On April 15, 1969, a US Navy EC-121 four-engine, propeller-driven reconnaissance plane, with 31 Americans and nearly six tons of electronic equipment on board, was flying on a routine intelligence-gathering mission over the Sea of Japan when disaster struck.
The EC-121, on a flight plan similar to 200 other US Navy and Air Force reconnaissance planes over the previous three months, was six hours into its mission when two North Korean MiGs suddenly approached.
Flying at supersonic speed, the enemy fighters, armed with 23mm cannons and air-to-air missiles, “engaged” the unarmed and unescorted US Navy plane.
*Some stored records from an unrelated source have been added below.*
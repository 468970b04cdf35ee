//! The resolved action plan the solver (C5) hands to the file-apply
//! engine (C6): an ordered list of [`Operation`]s plus the skip-remove and
//! skip-add path sets the file-conflict check (spec §4.5) populates.

use std::collections::HashSet;
use std::path::PathBuf;

use crate::list::OrderedList;
use crate::package::Package;

/// What kind of transaction is being resolved (spec §3).
///
/// Controls Phase A's target-resolution source (local cache for `Remove`,
/// sync caches otherwise) and Phase C's recursive dependency walk (only
/// `Sync` pulls in un-requested dependencies).
#[derive(Debug, Clone, Copy, Eq, PartialEq)]
pub enum TransactionKind {
    /// Install one or more packages from an on-disk archive, no
    /// dependency resolution beyond what's already satisfied.
    Add,
    /// Remove one or more installed packages.
    Remove,
    /// Upgrade one or more already-installed packages in place.
    Upgrade,
    /// Install or upgrade from sync databases, recursively pulling in
    /// unsatisfied dependencies (spec §4.5 Phase C).
    Sync,
}

impl TransactionKind {
    /// Whether this kind searches the local database (as opposed to sync
    /// databases) when resolving a bare-name target.
    pub fn targets_local(self) -> bool {
        matches!(self, TransactionKind::Remove)
    }

    /// Whether this kind recursively resolves unsatisfied dependencies
    /// (spec §4.5 Phase C).
    pub fn resolves_deps(self) -> bool {
        matches!(self, TransactionKind::Sync)
    }
}

/// A single resolved unit of work against the local database (spec §3).
#[derive(Debug, Clone)]
pub enum Operation {
    /// Install a package with no local predecessor.
    InstallNew(Package),
    /// Upgrade `old` in place to `new`.
    UpgradeOver {
        /// The candidate package being installed.
        new: Package,
        /// The currently-installed package it replaces.
        old: Package,
    },
    /// Install `new`, removing every package in `replaced` as part of the
    /// same transaction (spec §4.5 Phase B/D).
    ReplaceWith {
        /// The candidate package being installed.
        new: Package,
        /// Installed packages obsoleted by `new`.
        replaced: Vec<Package>,
    },
    /// Remove `old` with no corresponding install.
    RemoveOnly(Package),
}

impl Operation {
    /// The package being installed by this operation, if any.
    pub fn incoming(&self) -> Option<&Package> {
        match self {
            Operation::InstallNew(p)
            | Operation::UpgradeOver { new: p, .. }
            | Operation::ReplaceWith { new: p, .. } => Some(p),
            Operation::RemoveOnly(_) => None,
        }
    }

    /// Every installed package this operation removes, whether as an
    /// upgrade's predecessor, a replacement, or a plain removal.
    pub fn outgoing(&self) -> Vec<&Package> {
        match self {
            Operation::InstallNew(_) => Vec::new(),
            Operation::UpgradeOver { old, .. } => vec![old],
            Operation::ReplaceWith { replaced, .. } => replaced.iter().collect(),
            Operation::RemoveOnly(old) => vec![old],
        }
    }

    /// The name this operation is keyed by for ordering and reporting
    /// purposes: the incoming package's name if there is one, else the
    /// sole outgoing package's name.
    pub fn name(&self) -> &str {
        match self.incoming() {
            Some(p) => p.name.as_str(),
            None => match self {
                Operation::RemoveOnly(old) => old.name.as_str(),
                _ => unreachable!("non-RemoveOnly operations always have an incoming package"),
            },
        }
    }
}

/// The solver's output: an ordered action plan (spec §4.5 Phase E) plus
/// the path sets the file-apply engine must treat specially.
#[derive(Debug, Clone, Default)]
pub struct Plan {
    /// Resolved operations, topologically ordered.
    pub operations: OrderedList<Operation>,
    /// Paths the remove phase must not delete even though their owning
    /// package is being removed (spec §4.5, file-conflict resolution).
    pub skip_remove: HashSet<PathBuf>,
    /// Paths the add phase must extract alongside rather than overwrite
    /// (spec §4.5, file-conflict resolution).
    pub skip_add: HashSet<PathBuf>,
}

impl Plan {
    /// An empty plan.
    pub fn new() -> Self {
        Self::default()
    }

    /// Every package about to be installed, upgraded to, or kept via a
    /// replacement (`incoming` set, spec §4.5 Phase D).
    pub fn packages(&self) -> Vec<&Package> {
        self.operations.iter().filter_map(Operation::incoming).collect()
    }

    /// Every installed package this plan removes (as an upgrade
    /// predecessor, a replacement target, or a plain removal).
    pub fn replaced(&self) -> Vec<&Package> {
        self.operations.iter().flat_map(Operation::outgoing).collect()
    }

    /// Whether the plan has no operations at all.
    pub fn is_empty(&self) -> bool {
        self.operations.is_empty()
    }

    /// Fold `old` into the operation keyed by `winner_name`, converting an
    /// `InstallNew`/`UpgradeOver` entry into `ReplaceWith` as needed (spec
    /// §4.5 Phase B/D: replacement election and conflict-resolved-by-replace
    /// both end up here).
    pub fn absorb(&mut self, winner_name: &str, old: Package) {
        for op in self.operations.iter_mut() {
            if op.name() != winner_name {
                continue;
            }
            take_and_absorb(op, old);
            return;
        }
    }

    /// Names of every installed package already absorbed into some
    /// operation's `replaced`/`old` set.
    pub fn absorbed_names(&self) -> HashSet<String> {
        self.replaced().into_iter().map(|p| p.name.to_string()).collect()
    }
}

fn take_and_absorb(op: &mut Operation, old: Package) {
    let placeholder = Operation::RemoveOnly(old.clone());
    let current = std::mem::replace(op, placeholder);
    *op = match current {
        Operation::InstallNew(new) => Operation::ReplaceWith {
            new,
            replaced: vec![old],
        },
        Operation::UpgradeOver { new, old: prior } => Operation::ReplaceWith {
            new,
            replaced: vec![prior, old],
        },
        Operation::ReplaceWith { new, mut replaced } => {
            replaced.push(old);
            Operation::ReplaceWith { new, replaced }
        }
        Operation::RemoveOnly(_) => unreachable!("absorb is only called against an incoming operation"),
    };
}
Seconds later the EC-121, located at least sixty miles off the coast of North Korea and in international waters, disappeared from US radar.
The North Korean pilots, for no apparent reason and without warning, had shot down the American plane, killing the entire crew of 30 sailors and one Marine.
According to the North Korean government, the EC-121, with the call sign “Deep Sea 129,” had committed a "grave provocation of infiltrating deep into the territorial air space of the republic.” North Korea proclaimed that its Air Force had acted appropriately and had “scored a brilliant battle success of shooting it down with a single shot at a high altitude..."
Ships and search and rescue planes scoured the debris-strewn crash site for days, but only two bodies and “pieces of fuselage, cabin interior, seat parts and covers, cigarette packs, AirNav logs, and a white suitcase with name ‘John A. Miller CTSN’ on it” were recovered.
US President Richard Nixon responded by activating Task Force-71 (TF-71), a fleet of US Navy ships that included the aircraft carriers Enterprise, Ticonderoga, Ranger, and Hornet, the battleship New Jersey, and numerous cruisers and destroyers. TF-71 would play a key role in protecting the international waters and air space of future reconnaissance flights.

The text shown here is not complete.